## ASSIGNMENT
Check the data underneath for lines holding the word "bytes", and state only how many you find.

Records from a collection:
....................

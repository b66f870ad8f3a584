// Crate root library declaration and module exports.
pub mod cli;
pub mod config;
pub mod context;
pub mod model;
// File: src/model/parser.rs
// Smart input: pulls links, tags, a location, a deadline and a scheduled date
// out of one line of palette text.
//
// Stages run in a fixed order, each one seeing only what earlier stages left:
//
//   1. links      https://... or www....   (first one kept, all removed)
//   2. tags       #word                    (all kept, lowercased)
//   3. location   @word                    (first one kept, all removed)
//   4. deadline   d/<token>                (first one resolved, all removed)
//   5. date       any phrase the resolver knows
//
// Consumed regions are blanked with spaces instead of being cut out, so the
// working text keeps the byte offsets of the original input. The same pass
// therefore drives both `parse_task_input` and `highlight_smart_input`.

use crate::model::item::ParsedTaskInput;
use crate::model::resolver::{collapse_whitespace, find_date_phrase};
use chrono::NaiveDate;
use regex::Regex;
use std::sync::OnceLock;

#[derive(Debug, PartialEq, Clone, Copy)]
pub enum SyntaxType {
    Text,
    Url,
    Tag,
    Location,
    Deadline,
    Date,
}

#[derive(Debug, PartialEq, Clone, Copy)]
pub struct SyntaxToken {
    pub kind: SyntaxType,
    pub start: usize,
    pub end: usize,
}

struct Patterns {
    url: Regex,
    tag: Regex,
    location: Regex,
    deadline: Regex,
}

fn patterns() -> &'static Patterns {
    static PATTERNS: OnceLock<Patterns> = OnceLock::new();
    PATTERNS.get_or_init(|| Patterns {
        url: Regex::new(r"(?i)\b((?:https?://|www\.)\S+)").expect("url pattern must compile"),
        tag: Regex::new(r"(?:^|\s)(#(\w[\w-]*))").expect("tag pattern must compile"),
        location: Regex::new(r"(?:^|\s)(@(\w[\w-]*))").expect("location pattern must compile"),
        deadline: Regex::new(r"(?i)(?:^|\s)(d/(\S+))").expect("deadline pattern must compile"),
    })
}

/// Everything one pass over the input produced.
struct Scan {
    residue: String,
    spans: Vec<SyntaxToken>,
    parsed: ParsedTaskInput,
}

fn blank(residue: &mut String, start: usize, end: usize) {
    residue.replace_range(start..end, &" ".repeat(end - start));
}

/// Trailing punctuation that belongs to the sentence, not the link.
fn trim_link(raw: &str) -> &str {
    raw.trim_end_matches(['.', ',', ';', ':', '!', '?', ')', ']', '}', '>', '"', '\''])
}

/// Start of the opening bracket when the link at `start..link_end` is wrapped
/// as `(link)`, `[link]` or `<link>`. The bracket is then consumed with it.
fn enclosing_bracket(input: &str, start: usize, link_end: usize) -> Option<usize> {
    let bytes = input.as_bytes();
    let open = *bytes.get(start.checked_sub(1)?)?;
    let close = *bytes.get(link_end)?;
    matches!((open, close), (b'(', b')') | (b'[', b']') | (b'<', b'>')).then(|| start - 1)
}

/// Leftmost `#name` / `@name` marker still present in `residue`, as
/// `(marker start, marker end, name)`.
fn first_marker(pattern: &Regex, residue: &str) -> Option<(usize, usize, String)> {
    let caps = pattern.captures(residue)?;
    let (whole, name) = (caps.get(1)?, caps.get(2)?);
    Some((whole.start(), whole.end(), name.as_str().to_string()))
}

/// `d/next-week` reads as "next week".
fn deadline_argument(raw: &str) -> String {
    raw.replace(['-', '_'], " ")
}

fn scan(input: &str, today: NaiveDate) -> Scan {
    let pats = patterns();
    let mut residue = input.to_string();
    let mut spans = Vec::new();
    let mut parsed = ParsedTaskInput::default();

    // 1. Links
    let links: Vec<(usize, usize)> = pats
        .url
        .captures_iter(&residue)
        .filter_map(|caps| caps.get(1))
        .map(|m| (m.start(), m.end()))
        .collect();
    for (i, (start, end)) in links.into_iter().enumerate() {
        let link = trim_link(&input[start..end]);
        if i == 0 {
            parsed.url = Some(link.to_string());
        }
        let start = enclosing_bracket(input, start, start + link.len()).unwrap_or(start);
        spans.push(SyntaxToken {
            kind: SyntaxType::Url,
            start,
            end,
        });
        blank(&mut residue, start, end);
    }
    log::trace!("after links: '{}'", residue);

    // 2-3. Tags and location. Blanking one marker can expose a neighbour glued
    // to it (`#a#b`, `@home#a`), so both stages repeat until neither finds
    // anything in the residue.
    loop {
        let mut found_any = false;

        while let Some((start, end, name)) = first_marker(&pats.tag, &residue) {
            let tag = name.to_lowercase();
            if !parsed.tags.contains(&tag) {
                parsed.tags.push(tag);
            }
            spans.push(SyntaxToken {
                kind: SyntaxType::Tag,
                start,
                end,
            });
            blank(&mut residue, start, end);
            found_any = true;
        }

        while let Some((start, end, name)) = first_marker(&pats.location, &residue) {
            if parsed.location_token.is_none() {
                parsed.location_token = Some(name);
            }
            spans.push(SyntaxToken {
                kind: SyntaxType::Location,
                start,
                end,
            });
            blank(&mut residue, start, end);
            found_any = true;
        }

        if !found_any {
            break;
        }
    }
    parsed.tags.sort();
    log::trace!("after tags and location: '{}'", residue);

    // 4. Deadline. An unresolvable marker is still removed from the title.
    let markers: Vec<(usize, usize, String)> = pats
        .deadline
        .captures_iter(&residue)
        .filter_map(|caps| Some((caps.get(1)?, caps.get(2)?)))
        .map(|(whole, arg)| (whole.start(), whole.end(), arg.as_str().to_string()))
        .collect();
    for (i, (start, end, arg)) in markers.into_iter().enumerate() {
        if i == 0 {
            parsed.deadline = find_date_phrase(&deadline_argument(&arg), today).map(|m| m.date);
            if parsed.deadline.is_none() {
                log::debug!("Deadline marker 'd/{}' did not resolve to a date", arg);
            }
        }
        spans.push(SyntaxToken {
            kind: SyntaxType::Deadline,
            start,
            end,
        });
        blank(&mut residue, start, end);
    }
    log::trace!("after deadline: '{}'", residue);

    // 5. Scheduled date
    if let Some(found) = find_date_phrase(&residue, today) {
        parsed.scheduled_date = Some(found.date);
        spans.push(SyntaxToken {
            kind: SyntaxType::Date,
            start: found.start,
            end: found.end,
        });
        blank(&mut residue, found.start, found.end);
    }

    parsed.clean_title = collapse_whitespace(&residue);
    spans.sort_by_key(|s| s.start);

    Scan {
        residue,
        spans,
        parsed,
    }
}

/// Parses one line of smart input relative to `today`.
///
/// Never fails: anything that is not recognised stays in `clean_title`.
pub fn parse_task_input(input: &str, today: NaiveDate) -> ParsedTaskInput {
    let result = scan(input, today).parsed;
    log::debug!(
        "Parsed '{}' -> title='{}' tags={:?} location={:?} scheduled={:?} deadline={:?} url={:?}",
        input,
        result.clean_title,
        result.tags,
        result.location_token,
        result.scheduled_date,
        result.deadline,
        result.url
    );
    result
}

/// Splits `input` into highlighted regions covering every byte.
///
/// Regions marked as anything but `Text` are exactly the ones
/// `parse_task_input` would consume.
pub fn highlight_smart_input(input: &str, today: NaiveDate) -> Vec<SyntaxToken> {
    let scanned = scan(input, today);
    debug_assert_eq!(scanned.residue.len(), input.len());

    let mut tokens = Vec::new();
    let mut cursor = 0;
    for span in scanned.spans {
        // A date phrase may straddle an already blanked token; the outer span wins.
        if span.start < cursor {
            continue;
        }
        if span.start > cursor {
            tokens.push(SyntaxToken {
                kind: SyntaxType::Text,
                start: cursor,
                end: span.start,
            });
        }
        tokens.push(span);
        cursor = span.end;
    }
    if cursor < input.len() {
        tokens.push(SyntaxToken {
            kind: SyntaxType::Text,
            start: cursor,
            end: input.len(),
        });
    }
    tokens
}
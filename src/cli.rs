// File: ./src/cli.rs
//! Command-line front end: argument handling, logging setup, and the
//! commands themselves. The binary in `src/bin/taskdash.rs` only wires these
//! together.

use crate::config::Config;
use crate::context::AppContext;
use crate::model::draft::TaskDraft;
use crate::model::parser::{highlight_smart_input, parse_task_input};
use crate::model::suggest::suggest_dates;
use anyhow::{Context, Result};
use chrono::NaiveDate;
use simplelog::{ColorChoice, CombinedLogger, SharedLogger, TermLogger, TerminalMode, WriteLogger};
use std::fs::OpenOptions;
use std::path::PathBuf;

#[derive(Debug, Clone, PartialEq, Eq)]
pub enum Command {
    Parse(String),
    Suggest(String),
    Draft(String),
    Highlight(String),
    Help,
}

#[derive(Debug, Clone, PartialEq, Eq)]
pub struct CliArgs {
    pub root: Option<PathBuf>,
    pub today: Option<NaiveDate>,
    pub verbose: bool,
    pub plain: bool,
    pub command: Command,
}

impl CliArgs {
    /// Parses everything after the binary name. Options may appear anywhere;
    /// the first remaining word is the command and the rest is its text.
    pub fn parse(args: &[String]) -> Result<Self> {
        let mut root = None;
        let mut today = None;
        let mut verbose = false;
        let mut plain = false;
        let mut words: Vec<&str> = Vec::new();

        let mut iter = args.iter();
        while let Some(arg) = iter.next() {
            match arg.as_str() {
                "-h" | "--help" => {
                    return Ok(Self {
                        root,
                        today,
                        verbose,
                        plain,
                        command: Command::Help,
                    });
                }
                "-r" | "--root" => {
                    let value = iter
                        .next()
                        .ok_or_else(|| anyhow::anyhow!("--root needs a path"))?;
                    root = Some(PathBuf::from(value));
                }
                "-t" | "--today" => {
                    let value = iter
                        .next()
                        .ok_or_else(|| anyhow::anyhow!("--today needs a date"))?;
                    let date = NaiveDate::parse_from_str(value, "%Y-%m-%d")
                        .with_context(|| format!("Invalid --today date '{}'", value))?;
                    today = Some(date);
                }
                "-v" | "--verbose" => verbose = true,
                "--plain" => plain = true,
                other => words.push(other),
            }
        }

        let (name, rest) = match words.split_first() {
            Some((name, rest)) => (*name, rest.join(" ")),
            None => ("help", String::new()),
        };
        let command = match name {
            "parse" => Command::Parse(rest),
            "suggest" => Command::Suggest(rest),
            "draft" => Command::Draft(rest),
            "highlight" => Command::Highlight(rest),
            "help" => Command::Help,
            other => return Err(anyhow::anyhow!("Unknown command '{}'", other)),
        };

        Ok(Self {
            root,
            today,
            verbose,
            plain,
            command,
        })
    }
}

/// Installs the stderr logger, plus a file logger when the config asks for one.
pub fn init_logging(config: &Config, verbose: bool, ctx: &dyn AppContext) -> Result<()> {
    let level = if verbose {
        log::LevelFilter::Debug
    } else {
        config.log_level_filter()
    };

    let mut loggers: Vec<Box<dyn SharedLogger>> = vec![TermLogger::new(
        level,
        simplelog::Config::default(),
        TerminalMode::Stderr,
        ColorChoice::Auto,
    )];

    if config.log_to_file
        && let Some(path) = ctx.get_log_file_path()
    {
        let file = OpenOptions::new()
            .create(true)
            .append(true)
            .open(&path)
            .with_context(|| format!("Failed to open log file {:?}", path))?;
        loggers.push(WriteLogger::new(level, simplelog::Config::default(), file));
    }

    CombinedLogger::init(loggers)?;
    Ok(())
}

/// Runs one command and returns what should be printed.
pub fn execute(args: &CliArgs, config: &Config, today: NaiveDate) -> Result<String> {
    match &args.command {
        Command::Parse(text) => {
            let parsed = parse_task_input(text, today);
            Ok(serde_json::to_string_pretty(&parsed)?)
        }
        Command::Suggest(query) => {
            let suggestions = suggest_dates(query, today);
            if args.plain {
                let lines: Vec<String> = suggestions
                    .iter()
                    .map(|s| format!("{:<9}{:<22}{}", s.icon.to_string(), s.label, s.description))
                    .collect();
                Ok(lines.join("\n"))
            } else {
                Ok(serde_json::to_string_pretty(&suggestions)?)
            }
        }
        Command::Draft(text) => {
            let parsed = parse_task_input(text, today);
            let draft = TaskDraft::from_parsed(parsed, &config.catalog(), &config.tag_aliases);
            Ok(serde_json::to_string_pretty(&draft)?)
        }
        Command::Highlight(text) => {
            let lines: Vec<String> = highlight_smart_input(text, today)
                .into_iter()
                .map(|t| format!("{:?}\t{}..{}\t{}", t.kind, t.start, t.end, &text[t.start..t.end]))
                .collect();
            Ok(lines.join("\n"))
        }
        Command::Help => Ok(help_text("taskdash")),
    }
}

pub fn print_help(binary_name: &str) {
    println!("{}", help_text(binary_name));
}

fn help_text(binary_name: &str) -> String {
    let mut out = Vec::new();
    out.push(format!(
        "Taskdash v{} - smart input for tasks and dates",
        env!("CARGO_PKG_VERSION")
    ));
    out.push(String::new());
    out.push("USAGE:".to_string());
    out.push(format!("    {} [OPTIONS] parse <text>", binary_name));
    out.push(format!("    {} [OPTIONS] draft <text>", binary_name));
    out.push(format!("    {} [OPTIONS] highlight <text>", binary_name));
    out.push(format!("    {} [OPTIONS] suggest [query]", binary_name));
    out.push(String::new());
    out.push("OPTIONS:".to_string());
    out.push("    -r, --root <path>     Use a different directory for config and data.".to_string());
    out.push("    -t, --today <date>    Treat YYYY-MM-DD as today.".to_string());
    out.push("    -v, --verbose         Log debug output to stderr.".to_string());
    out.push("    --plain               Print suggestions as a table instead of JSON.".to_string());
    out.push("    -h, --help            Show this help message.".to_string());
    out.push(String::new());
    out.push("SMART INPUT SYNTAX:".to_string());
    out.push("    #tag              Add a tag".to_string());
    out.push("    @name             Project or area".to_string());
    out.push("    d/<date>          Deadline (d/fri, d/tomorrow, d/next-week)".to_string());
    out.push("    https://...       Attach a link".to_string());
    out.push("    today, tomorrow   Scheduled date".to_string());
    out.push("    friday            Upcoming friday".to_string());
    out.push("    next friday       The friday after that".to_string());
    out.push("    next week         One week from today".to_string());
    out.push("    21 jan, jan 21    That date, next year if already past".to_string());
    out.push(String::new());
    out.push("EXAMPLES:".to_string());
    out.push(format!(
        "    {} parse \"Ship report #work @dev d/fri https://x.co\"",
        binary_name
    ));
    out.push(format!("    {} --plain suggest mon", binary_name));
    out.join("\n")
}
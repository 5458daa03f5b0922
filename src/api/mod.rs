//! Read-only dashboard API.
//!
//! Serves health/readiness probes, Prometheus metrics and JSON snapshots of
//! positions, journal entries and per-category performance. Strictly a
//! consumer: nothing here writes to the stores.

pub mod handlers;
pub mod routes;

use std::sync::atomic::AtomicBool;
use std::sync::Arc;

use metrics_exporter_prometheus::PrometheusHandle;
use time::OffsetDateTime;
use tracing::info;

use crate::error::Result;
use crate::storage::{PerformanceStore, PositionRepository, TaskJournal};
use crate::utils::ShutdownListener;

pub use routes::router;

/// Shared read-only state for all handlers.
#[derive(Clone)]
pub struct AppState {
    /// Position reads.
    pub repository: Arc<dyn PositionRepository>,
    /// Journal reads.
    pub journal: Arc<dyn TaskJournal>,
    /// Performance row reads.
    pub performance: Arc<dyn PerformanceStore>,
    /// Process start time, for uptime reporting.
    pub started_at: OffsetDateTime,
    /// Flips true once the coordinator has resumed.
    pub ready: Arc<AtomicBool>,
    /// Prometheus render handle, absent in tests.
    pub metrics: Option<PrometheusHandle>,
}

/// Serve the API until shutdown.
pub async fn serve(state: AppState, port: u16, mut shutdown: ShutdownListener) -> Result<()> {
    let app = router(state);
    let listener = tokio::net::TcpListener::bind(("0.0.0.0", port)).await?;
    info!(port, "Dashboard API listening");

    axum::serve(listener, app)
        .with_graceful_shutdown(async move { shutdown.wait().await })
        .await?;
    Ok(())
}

....................

## RESULT FOR THIS TASK
3